**Requirement**
Locate every line below that contains the word "Instant" and copy it.
Start of Data to examine
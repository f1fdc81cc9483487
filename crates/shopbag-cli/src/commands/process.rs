//! Process command - assemble a receipt from a single expense document.

use std::fs;
use std::path::PathBuf;
use std::time::Instant;

use anyhow::Context;
use clap::Args;
use console::style;
use tracing::{debug, info};

use shopbag_core::{ReceiptAssembler, ReceiptNormalizer};

use super::config::load_config;
use super::output::{format_receipt, OutputFormat};

/// Arguments for the process command.
#[derive(Args)]
pub struct ProcessArgs {
    /// Input file (canonical or Textract JSON)
    #[arg(required = true)]
    input: PathBuf,

    /// Output file (default: stdout)
    #[arg(short, long)]
    output: Option<PathBuf>,

    /// Output format (default: from config)
    #[arg(short, long, value_enum)]
    format: Option<OutputFormat>,

    /// Pretty-print JSON output
    #[arg(long)]
    pretty: bool,
}

pub async fn run(args: ProcessArgs, config_path: Option<&str>) -> anyhow::Result<()> {
    let start = Instant::now();

    let config = load_config(config_path)?;

    // Check input file exists
    if !args.input.exists() {
        anyhow::bail!("Input file not found: {}", args.input.display());
    }

    info!("Processing file: {}", args.input.display());

    let json = tokio::fs::read_to_string(&args.input)
        .await
        .with_context(|| format!("failed to read {}", args.input.display()))?;

    let assembler = ReceiptAssembler::from_config(&config.extraction);
    let receipt = assembler
        .assemble_json(&json)
        .with_context(|| format!("failed to process {}", args.input.display()))?;

    // Format output
    let format = args.format.unwrap_or_else(|| config.output.format.into());
    let pretty = args.pretty || config.output.pretty;
    let output = format_receipt(&receipt, format, pretty)?;

    // Write output
    if let Some(output_path) = &args.output {
        fs::write(output_path, &output)?;
        println!(
            "{} Output written to {}",
            style("✓").green(),
            output_path.display()
        );
    } else {
        println!("{}", output);
    }

    debug!("Total processing time: {:?}", start.elapsed());

    Ok(())
}
//! Error types for engine invocations.
//!
//! # Design
//! `Closed` gets a dedicated variant because the bridge must tell "the
//! persistent run-loop is gone" apart from a protocol failure inside a
//! single call. The server crate maps every variant to a 500 reply.

use thiserror::Error;

/// Errors returned by `Engine::call`.
#[derive(Debug, Error)]
pub enum EngineError {
    /// The run-loop stopped or dropped the reply channel.
    #[error("protocol run-loop is not running")]
    Closed,

    /// The engine could not complete the call.
    #[error("protocol error: {0}")]
    Protocol(String),

    /// A JSON-RPC payload could not be serialized.
    #[error("serialization failed: {0}")]
    Serialization(#[from] serde_json::Error),
}

/// Errors returned by a `ToolHandler`.
#[derive(Debug, Error)]
pub enum ToolError {
    #[error("unknown tool: {0}")]
    UnknownTool(String),

    #[error("tool failed: {0}")]
    Failed(String),
}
End of Data to examine
**Finished exercise**
use std::time::Instant;
    let start = Instant::now();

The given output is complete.